Chocobozzz / PeerTube

ActivityPub-federated video streaming platform using P2P directly in your web browser
https://joinpeertube.org/
GNU Affero General Public License v3.0
12.77k stars 1.46k forks source link

Poor quality of ffmpeg aac encoder #5652

Open artenax opened 1 year ago

artenax commented 1 year ago

Describe the current behavior

Hello. I understand you can not give up ffmpeg aac in favor of fdk (-vbr 5) or at least faac for licensing reasons, but at least change the CBR mode to VBR, according to my tests this will greatly improve quality. The bitrate will be about 200 kbps:

-c:a aac -b:a 256k

V

-c:a aac -q:a 2.3 -cutoff 18000

One more thing: Right now the peertube encoder does not touch (does not transcode) the aac stream provided by user, only in the mp4 container. So the user can provide his own quality aac (encoded by fdk or commercial qaac). But if the aac is in an mkv container, peertube always re-encodes the audio (because it can't detect the bitrate of aac from the mkv container?). You could also make aac sound not re-encode in big cases.

You would have to change something. ffmpeg aac 256k CBR used now is terrible. Just listen with headphones where there is a lot of high frequencies. Actually, not only VBR mode improves quality (it reduces encoder bugs), but also the -cutoff frequency filter. YouTube has always cut off AAC at 16000 Hz.

Steps to reproduce

-

Describe the expected behavior

-

Additional information

ElonVampire commented 1 year ago

收到!

artenax commented 1 year ago

It is also useful to add -af volume=-3dB to prevent clipping and artifacts.

Chocobozzz commented 1 year ago

Hello,

We should use fdk aac encoder if the ffmpeg binary supports it :thinking:

Regarding the variable bitrate for the default aac encoder, I see

Effective range for -q:a is around 0.1-2. This VBR is experimental and likely to get even worse results than the CBR.

in https://trac.ffmpeg.org/wiki/Encode/AAC page

artenax commented 1 year ago

Since ffmpeg 3.0+ (in 2016) the native aac encoder has been significantly revised and improved. The developers call the CBR mode stable. However, my testing shows that ffmpeg 3.0+ aac now has other bugs, which especially show up in CBR mode and much less in VBR. Also the -cutoff 18000 and -af volume=-2dB options are needed to reduce this artifacts. I can provide you audio samples...

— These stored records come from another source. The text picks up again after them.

//! # Registration Service
//!
//! High-level service implementing the `RegistrationApi` port. Wraps the
//! session, its step sequence, the poll discipline, and the relay
//! coordinator behind one event-driven surface.

pub mod core;
pub mod events;
pub mod polling;

pub use core::{CoordinatorConfig, RegistrationService};
pub use events::SessionEvent;
pub use polling::{PollPermit, StatusPoller};
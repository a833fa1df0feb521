//! # Full-Session Walkthroughs
//!
//! Drives every (variant, mode) pair through its whole step sequence with
//! satisfied guards and asserts the documented order is visited exactly
//! once, ending in success.

use super::harness::FlowHarness;
use std::collections::HashSet;
use ward_registration::{RegistrationApi, RegistrationStep, RegistrationVariant, RelayMode};

use RegistrationStep as Step;

async fn assert_full_walkthrough(variant: RegistrationVariant, mode: RelayMode, origin: u64) {
    ward_telemetry::init_for_tests();
    let mut h = FlowHarness::new(variant, mode, origin);
    let expected = h.service.sequence().to_vec();

    let visited = h
        .run_to_completion()
        .await
        .unwrap_or_else(|e| panic!("{variant:?}/{mode:?} from {origin}: {e}"));

    assert_eq!(
        visited, expected,
        "{variant:?}/{mode:?} from {origin} visited steps out of order"
    );
    let unique: HashSet<_> = visited.iter().collect();
    assert_eq!(unique.len(), visited.len(), "a step was visited twice");
    assert_eq!(*visited.last().unwrap(), Step::Success);
    assert!(h.service.session().is_complete());
}

#[tokio::test]
async fn test_wallet_standard_from_spoke() {
    assert_full_walkthrough(RegistrationVariant::Wallet, RelayMode::Standard, 10).await;
}

#[tokio::test]
async fn test_wallet_standard_from_hub() {
    assert_full_walkthrough(RegistrationVariant::Wallet, RelayMode::Standard, 8453).await;
}

#[tokio::test]
async fn test_wallet_self_relay_from_spoke() {
    let mut h = FlowHarness::new(RegistrationVariant::Wallet, RelayMode::SelfRelay, 10);
    assert!(h.service.sequence().contains(&Step::SwitchAndPayOne));
    assert!(h.service.sequence().contains(&Step::SwitchAndPayTwo));
    let visited = h.run_to_completion().await.unwrap();
    assert_eq!(visited, h.service.sequence().to_vec());
}

#[tokio::test]
async fn test_wallet_self_relay_from_hub_skips_switch_steps() {
    let mut h = FlowHarness::new(RegistrationVariant::Wallet, RelayMode::SelfRelay, 31337);
    assert!(!h.service.sequence().contains(&Step::SwitchAndPayOne));
    let visited = h.run_to_completion().await.unwrap();
    assert!(!visited.contains(&Step::SwitchAndPayOne));
    assert_eq!(*visited.last().unwrap(), Step::Success);
}

#[tokio::test]
async fn test_wallet_p2p_relay_from_hub() {
    assert_full_walkthrough(RegistrationVariant::Wallet, RelayMode::P2pRelay, 8453).await;
}

#[tokio::test]
async fn test_wallet_p2p_relay_from_spoke() {
    assert_full_walkthrough(RegistrationVariant::Wallet, RelayMode::P2pRelay, 11155420).await;
}

#[tokio::test]
async fn test_transaction_standard_from_spoke() {
    assert_full_walkthrough(RegistrationVariant::Transaction, RelayMode::Standard, 10).await;
}

#[tokio::test]
async fn test_transaction_self_relay_from_spoke() {
    assert_full_walkthrough(RegistrationVariant::Transaction, RelayMode::SelfRelay, 31338).await;
}

#[tokio::test]
async fn test_transaction_p2p_relay_from_hub() {
    assert_full_walkthrough(RegistrationVariant::Transaction, RelayMode::P2pRelay, 84532).await;
}

#[tokio::test]
async fn test_transaction_flow_prefixes_selection_step() {
    let mut h = FlowHarness::new(RegistrationVariant::Transaction, RelayMode::Standard, 10);
    let visited = h.run_to_completion().await.unwrap();
    assert_eq!(visited[0], Step::SelectTransactions);
    assert_eq!(visited[1], Step::AcknowledgeAndSign);
    assert_eq!(
        h.service.session().selected_transactions.len(),
        1,
        "selection must be recorded on the session"
    );
}

#[tokio::test]
async fn test_registration_record_is_copied_from_chain() {
    let mut h = FlowHarness::new(RegistrationVariant::Wallet, RelayMode::Standard, 10);
    h.run_to_completion().await.unwrap();
    let record = h.service.session().registration.as_ref().unwrap();
    assert_eq!(record.cross_chain_message_id, h.signer.message_id);
    assert_eq!(
        h.service.session().submitted_message_id,
        Some(h.signer.message_id)
    );
}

ROBERT-MCDOWELL commented 1 year ago

fdk-aac is much better than aac I switched to it years ago indeed.

Chocobozzz commented 1 year ago

Thanks @artenax, yes please send your audio sample. Can you also confirm that PeerTube uses libfdk if your ffmpeg binary supports it?

vid-bin commented 1 year ago

I just use opus. The latest version of peertube with git ffmpeg seems to support both firefox and chrome now. Previously opus would only work on one browser and not the other with peertube/hls.

artenax commented 1 year ago

Effective range for -q:a is around 0.1-2

However, ffmpeg accepts values higher than 2.0 outside the documentation and the bitrate is higher.

Can you also confirm that PeerTube uses libfdk if your ffmpeg binary supports it?

I don't know about the server side of the PeerTube I use, but it seems that fdk is not used there. I'm just a user/uploader.

fdk-aac is much better than aac I switched to it years ago indeed

Me too. Although, fdk works in 16 bit and we need to be careful with the levels.

Here are examples. (cbr256.m4a) ffmpeg -c:a aac -b:a 256k and (vbr2.3.m4a 210 kbps) ffmpeg -c:aac -q:a 2.3 I don't know if you can hear the difference with the original and between CBR<>VBR in your headphones. Pay attention to the high frequencies.

Try also adding the options -cutoff 18000 -af volume=-2dB (I didn't add them here).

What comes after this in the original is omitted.